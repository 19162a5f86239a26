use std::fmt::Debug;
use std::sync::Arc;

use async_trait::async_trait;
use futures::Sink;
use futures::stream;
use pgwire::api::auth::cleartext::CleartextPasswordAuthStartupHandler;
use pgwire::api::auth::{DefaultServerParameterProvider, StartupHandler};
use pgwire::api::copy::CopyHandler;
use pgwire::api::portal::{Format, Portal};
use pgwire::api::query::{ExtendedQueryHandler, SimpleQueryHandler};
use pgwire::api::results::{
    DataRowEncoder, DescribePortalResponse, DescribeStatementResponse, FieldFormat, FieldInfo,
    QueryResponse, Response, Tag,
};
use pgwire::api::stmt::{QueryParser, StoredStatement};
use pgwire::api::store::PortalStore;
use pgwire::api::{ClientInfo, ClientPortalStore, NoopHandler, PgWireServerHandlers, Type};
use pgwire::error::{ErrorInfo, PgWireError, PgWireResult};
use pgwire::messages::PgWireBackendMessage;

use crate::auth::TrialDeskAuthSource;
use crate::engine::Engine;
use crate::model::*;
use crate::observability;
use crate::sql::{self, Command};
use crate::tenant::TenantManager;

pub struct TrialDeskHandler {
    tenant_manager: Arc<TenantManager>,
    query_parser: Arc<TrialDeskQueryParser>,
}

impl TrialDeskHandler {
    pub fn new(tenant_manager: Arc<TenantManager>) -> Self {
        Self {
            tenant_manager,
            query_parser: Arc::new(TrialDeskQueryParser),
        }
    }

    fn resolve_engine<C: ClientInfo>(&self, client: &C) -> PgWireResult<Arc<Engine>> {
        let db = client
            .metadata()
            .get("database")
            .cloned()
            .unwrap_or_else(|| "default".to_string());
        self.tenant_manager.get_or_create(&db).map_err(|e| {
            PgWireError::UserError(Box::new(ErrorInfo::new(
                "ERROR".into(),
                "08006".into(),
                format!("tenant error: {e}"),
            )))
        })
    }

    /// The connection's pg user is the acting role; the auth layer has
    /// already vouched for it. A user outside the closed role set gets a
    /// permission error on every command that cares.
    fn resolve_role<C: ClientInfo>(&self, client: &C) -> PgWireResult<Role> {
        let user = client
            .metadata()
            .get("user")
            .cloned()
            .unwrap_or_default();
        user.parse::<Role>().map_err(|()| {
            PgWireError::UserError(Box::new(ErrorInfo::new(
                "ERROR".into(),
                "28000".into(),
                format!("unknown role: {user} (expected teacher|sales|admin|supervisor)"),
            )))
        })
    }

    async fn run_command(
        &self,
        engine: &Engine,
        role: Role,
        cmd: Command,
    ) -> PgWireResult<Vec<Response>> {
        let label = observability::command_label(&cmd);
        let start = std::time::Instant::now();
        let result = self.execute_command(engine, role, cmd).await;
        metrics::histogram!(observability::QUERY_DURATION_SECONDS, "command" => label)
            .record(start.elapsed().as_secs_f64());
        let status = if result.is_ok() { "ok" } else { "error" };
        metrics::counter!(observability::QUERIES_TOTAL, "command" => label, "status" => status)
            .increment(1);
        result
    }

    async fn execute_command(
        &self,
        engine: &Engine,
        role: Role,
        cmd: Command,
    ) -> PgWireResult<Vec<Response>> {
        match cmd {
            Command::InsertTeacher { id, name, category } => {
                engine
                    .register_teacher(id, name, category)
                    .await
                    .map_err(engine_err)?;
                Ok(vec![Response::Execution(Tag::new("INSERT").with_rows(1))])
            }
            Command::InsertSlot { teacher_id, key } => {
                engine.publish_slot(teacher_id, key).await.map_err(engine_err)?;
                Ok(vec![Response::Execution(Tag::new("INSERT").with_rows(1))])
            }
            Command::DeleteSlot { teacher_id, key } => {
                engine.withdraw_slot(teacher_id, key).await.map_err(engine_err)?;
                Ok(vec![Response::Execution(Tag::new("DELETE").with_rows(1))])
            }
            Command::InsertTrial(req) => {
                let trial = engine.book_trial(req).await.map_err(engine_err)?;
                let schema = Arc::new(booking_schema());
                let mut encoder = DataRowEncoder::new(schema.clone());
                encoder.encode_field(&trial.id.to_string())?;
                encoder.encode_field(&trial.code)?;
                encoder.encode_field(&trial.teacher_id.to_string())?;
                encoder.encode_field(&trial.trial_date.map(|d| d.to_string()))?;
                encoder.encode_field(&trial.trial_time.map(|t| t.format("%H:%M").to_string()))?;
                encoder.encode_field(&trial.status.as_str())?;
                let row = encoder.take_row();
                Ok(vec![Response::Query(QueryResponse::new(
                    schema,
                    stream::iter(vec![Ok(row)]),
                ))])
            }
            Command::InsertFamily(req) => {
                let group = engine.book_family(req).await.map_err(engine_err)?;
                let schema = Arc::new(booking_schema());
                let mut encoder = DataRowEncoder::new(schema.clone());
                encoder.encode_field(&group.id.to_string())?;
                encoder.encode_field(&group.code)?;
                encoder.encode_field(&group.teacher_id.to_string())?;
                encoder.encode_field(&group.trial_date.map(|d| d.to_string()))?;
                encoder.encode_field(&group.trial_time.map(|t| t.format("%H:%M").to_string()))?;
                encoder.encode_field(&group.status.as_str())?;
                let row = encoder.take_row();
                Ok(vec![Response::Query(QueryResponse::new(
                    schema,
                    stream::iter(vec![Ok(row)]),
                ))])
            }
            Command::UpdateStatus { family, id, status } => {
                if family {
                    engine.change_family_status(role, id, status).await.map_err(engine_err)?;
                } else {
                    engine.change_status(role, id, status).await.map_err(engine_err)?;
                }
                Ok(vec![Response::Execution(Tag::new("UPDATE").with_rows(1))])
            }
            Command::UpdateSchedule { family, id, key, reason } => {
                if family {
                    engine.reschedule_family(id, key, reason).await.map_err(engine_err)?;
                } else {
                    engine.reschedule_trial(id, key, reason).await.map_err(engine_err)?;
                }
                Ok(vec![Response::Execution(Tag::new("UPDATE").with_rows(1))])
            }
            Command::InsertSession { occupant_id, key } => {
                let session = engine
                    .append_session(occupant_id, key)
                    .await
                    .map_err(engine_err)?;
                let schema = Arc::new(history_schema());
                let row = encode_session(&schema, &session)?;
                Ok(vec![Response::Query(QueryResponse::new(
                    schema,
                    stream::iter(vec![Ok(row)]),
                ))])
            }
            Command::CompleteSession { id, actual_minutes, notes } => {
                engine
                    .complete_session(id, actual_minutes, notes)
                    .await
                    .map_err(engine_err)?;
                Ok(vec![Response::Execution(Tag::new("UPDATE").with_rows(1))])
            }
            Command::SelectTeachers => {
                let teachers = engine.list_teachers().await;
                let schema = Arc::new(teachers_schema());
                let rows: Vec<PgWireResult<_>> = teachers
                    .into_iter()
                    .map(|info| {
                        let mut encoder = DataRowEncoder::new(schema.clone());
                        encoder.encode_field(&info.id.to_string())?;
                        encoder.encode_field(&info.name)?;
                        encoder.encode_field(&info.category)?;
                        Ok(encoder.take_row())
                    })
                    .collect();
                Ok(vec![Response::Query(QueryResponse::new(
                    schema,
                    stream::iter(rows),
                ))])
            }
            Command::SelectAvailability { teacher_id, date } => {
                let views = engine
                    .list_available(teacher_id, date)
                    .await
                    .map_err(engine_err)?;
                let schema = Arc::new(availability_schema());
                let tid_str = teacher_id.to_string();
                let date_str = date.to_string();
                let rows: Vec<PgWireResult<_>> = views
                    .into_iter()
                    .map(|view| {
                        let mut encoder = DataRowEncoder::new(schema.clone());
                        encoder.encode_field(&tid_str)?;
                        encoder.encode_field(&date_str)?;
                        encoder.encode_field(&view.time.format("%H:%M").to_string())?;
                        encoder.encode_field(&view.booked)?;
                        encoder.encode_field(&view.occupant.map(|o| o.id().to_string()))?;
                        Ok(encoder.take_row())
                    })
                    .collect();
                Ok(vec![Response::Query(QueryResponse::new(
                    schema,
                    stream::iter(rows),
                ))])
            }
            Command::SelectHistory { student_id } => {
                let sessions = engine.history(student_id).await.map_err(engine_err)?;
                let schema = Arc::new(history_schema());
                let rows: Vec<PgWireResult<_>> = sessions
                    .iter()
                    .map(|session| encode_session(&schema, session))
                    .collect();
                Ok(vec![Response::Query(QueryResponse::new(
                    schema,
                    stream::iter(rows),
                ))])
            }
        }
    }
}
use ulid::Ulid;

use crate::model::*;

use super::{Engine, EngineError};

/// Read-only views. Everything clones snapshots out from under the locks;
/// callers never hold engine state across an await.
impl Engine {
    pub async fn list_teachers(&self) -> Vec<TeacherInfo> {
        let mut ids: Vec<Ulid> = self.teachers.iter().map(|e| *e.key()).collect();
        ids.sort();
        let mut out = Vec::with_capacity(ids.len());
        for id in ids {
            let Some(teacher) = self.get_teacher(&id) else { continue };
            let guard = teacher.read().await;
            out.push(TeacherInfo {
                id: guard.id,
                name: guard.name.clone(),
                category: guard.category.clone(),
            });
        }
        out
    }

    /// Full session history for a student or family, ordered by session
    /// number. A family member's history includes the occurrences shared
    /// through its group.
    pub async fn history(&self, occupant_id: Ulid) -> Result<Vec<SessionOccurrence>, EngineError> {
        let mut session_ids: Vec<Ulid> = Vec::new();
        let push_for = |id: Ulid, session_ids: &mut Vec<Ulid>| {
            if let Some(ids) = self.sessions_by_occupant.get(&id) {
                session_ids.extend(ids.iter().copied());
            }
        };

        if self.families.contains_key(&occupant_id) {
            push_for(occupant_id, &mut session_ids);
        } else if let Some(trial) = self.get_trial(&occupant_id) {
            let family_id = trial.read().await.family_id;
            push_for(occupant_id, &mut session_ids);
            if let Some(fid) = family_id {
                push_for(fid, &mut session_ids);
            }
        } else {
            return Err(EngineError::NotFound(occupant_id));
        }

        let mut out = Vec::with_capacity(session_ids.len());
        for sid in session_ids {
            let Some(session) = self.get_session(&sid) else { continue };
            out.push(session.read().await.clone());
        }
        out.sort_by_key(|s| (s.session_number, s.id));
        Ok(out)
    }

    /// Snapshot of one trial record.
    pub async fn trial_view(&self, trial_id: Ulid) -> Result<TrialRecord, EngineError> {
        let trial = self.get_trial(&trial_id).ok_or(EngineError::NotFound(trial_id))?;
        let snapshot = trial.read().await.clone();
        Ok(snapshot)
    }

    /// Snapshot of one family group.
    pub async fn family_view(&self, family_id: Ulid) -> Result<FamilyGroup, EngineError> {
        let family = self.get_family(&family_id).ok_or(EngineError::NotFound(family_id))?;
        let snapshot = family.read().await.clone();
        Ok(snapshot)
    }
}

· · · · ·

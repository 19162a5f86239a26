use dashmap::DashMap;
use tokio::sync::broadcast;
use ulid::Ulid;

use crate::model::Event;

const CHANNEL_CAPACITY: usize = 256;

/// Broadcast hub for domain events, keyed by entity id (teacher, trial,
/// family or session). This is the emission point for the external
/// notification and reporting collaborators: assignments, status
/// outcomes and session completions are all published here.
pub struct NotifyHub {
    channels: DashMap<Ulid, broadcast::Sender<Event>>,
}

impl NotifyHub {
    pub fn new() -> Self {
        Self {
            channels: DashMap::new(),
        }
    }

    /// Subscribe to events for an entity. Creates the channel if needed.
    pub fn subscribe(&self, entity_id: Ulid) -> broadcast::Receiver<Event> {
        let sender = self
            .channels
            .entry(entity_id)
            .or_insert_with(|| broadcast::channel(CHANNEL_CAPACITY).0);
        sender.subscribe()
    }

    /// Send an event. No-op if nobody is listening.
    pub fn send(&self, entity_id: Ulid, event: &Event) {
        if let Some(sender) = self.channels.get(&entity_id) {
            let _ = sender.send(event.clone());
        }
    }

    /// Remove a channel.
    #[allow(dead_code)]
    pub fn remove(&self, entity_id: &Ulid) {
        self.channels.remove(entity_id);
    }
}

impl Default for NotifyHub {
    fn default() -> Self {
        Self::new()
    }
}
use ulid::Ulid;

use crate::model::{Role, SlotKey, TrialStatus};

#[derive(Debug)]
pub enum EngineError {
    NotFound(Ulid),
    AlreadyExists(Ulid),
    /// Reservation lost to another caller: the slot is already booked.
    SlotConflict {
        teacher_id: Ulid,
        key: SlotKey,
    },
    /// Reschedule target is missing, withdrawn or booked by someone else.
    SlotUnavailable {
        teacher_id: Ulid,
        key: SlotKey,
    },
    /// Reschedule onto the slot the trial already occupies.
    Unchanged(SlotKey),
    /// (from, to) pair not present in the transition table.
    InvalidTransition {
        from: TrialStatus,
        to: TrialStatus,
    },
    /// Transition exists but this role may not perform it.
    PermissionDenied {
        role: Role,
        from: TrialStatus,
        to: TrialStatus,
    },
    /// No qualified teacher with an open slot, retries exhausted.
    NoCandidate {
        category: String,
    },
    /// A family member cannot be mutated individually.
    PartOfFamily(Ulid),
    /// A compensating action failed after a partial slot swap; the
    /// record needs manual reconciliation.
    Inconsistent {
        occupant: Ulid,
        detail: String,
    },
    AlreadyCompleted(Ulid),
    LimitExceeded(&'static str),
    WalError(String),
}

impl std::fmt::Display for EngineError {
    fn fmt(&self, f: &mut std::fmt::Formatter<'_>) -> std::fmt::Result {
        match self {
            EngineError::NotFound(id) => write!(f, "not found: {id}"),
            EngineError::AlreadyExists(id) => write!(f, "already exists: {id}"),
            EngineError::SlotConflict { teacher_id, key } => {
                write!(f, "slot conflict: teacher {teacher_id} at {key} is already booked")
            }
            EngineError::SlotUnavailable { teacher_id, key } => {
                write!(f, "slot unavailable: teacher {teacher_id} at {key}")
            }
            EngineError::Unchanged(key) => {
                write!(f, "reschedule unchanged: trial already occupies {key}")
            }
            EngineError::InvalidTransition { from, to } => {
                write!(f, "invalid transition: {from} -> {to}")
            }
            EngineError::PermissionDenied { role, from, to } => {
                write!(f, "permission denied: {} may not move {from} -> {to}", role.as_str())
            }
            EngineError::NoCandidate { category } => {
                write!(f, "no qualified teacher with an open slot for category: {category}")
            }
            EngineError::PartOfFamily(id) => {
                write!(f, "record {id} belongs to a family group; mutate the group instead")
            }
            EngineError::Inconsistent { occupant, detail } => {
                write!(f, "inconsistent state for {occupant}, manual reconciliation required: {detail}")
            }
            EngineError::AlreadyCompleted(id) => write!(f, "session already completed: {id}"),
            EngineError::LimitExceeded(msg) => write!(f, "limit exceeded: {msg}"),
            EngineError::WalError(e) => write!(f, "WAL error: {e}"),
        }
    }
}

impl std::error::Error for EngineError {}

· · · · ·

**Problem statement**
Once you reach the line with "let rows: Vec<PgWireResult<_>> = sessions" in the data above, copy it and every line after it exactly, up to and including the line with "let mut out = Vec::with_capacity(ids.len());".

**Completed exercise**
                let rows: Vec<PgWireResult<_>> = sessions
                    .iter()
                    .map(|session| encode_session(&schema, session))
                    .collect();
                Ok(vec![Response::Query(QueryResponse::new(
                    schema,
                    stream::iter(rows),
                ))])
            }
        }
    }
}
use ulid::Ulid;

use crate::model::*;

use super::{Engine, EngineError};

/// Read-only views. Everything clones snapshots out from under the locks;
/// callers never hold engine state across an await.
impl Engine {
    pub async fn list_teachers(&self) -> Vec<TeacherInfo> {
        let mut ids: Vec<Ulid> = self.teachers.iter().map(|e| *e.key()).collect();
        ids.sort();
        let mut out = Vec::with_capacity(ids.len());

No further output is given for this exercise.